Collection entries

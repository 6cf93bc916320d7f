//! DMG shade registers and CGB palette RAM.
//!
//! Tiles are 2bpp, so every palette here repeats its four colors: entry `i`
//! is color `i & 3`.

use ir_core::error::{DecodeError, DecodeResult};
use ir_core::ir::{Palette, PaletteSource};
use ir_core::ppu::palette::{bgr555_to_rgb, PALETTE_SIZE};
use ir_core::system::SystemId;

/// DMG shades: white, light gray, dark gray, black.
const SHADES: [[u8; 3]; 4] = [
    [0xFF, 0xFF, 0xFF],
    [0xAA, 0xAA, 0xAA],
    [0x55, 0x55, 0x55],
    [0x00, 0x00, 0x00],
];

/// DMG screen color while LCDC bit 0 is clear, whatever BGP holds.
pub const BLANK: [u8; 4] = [0xFF, 0xFF, 0xFF, 0xFF];

/// BG then OBJ palette RAM, 8 palettes of 4 BGR555 colors each.
pub const CGB_PALETTE_RAM_SIZE: usize = 128;
pub const CGB_PALETTES_PER_KIND: usize = 8;

fn widen(four: [[u8; 3]; 4]) -> [[u8; 3]; PALETTE_SIZE] {
    std::array::from_fn(|i| four[i & 3])
}

/// Shades selected by a BGP/OBP register.
pub fn dmg_palette(id: &str, register: u8) -> Palette {
    let four = std::array::from_fn(|i| SHADES[((register >> (i * 2)) & 0x03) as usize]);
    Palette::from_rgb(id, SystemId::GameBoy, PaletteSource::Registers, widen(four))
}

/// `BGP`, `OBP0`, `OBP1`.
pub fn dmg_palettes(bgp: u8, obp0: u8, obp1: u8) -> Vec<Palette> {
    vec![
        dmg_palette("BGP", bgp),
        dmg_palette("OBP0", obp0),
        dmg_palette("OBP1", obp1),
    ]
}

/// Decode CGB palette RAM into `BG0`-`BG7` followed by `OBJ0`-`OBJ7`.
pub fn cgb_palettes(palette_ram: &[u8]) -> DecodeResult<Vec<Palette>> {
    if palette_ram.len() != CGB_PALETTE_RAM_SIZE {
        return Err(DecodeError::exact_size(
            "CGB palette RAM",
            CGB_PALETTE_RAM_SIZE,
            palette_ram.len(),
        ));
    }
    if palette_ram.iter().all(|&b| b == 0) {
        return Err(DecodeError::EmptyData {
            region: "CGB palette RAM",
        });
    }

    let palettes = palette_ram
        .chunks_exact(8)
        .enumerate()
        .map(|(n, block)| {
            let four = std::array::from_fn(|c| {
                bgr555_to_rgb(u16::from_le_bytes([block[c * 2], block[c * 2 + 1]]) & 0x7FFF)
            });
            let id = if n < CGB_PALETTES_PER_KIND {
                format!("BG{}", n)
            } else {
                format!("OBJ{}", n - CGB_PALETTES_PER_KIND)
            };
            Palette::from_rgb(id, SystemId::GameBoyColor, PaletteSource::PaletteRam, widen(four))
        })
        .collect();
    Ok(palettes)
}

- [What is needed]: Please reproduce all of the entries above exactly as they appear.

- [Exercise output]:
repository 6cf93bc916320d7f
//! DMG shade registers and CGB palette RAM.
//!
//! Tiles are 2bpp, so every palette here repeats its four colors: entry `i`
//! is color `i & 3`.

use ir_core::error::{DecodeError, DecodeResult};
use ir_core::ir::{Palette, PaletteSource};
use ir_core::ppu::palette::{bgr555_to_rgb, PALETTE_SIZE};
use ir_core::system::SystemId;

/// DMG shades: white, light gray, dark gray, black.
const SHADES: [[u8; 3]; 4] = [
    [0xFF, 0xFF, 0xFF],
    [0xAA, 0xAA, 0xAA],
    [0x55, 0x55, 0x55],
    [0x00, 0x00, 0x00],
];

/// DMG screen color while LCDC bit 0 is clear, whatever BGP holds.
pub const BLANK: [u8; 4] = [0xFF, 0xFF, 0xFF, 0xFF];

/// BG then OBJ palette RAM, 8 palettes of 4 BGR555 colors each.
pub const CGB_PALETTE_RAM_SIZE: usize = 128;
pub const CGB_PALETTES_PER_KIND: usize = 8;

fn widen(four: [[u8; 3]; 4]) -> [[u8; 3]; PALETTE_SIZE] {
    std::array::from_fn(|i| four[i & 3])
}

/// Shades selected by a BGP/OBP register.
pub fn dmg_palette(id: &str, register: u8) -> Palette {
    let four = std::array::from_fn(|i| SHADES[((register >> (i * 2)) & 0x03) as usize]);
    Palette::from_rgb(id, SystemId::GameBoy, PaletteSource::Registers, widen(four))
}

/// `BGP`, `OBP0`, `OBP1`.
pub fn dmg_palettes(bgp: u8, obp0: u8, obp1: u8) -> Vec<Palette> {
    vec![
        dmg_palette("BGP", bgp),
        dmg_palette("OBP0", obp0),
        dmg_palette("OBP1", obp1),
    ]
}

/// Decode CGB palette RAM into `BG0`-`BG7` followed by `OBJ0`-`OBJ7`.
pub fn cgb_palettes(palette_ram: &[u8]) -> DecodeResult<Vec<Palette>> {
    if palette_ram.len() != CGB_PALETTE_RAM_SIZE {
        return Err(DecodeError::exact_size(
            "CGB palette RAM",
            CGB_PALETTE_RAM_SIZE,
            palette_ram.len(),
        ));
    }
    if palette_ram.iter().all(|&b| b == 0) {
        return Err(DecodeError::EmptyData {
            region: "CGB palette RAM",
        });
    }

    let palettes = palette_ram
        .chunks_exact(8)
        .enumerate()
        .map(|(n, block)| {
            let four = std::array::from_fn(|c| {
                bgr555_to_rgb(u16::from_le_bytes([block[c * 2], block[c * 2 + 1]]) & 0x7FFF)
            });
            let id = if n < CGB_PALETTES_PER_KIND {
                format!("BG{}", n)
            } else {
                format!("OBJ{}", n - CGB_PALETTES_PER_KIND)
            };
            Palette::from_rgb(id, SystemId::GameBoyColor, PaletteSource::PaletteRam, widen(four))
        })
        .collect();
    Ok(palettes)
}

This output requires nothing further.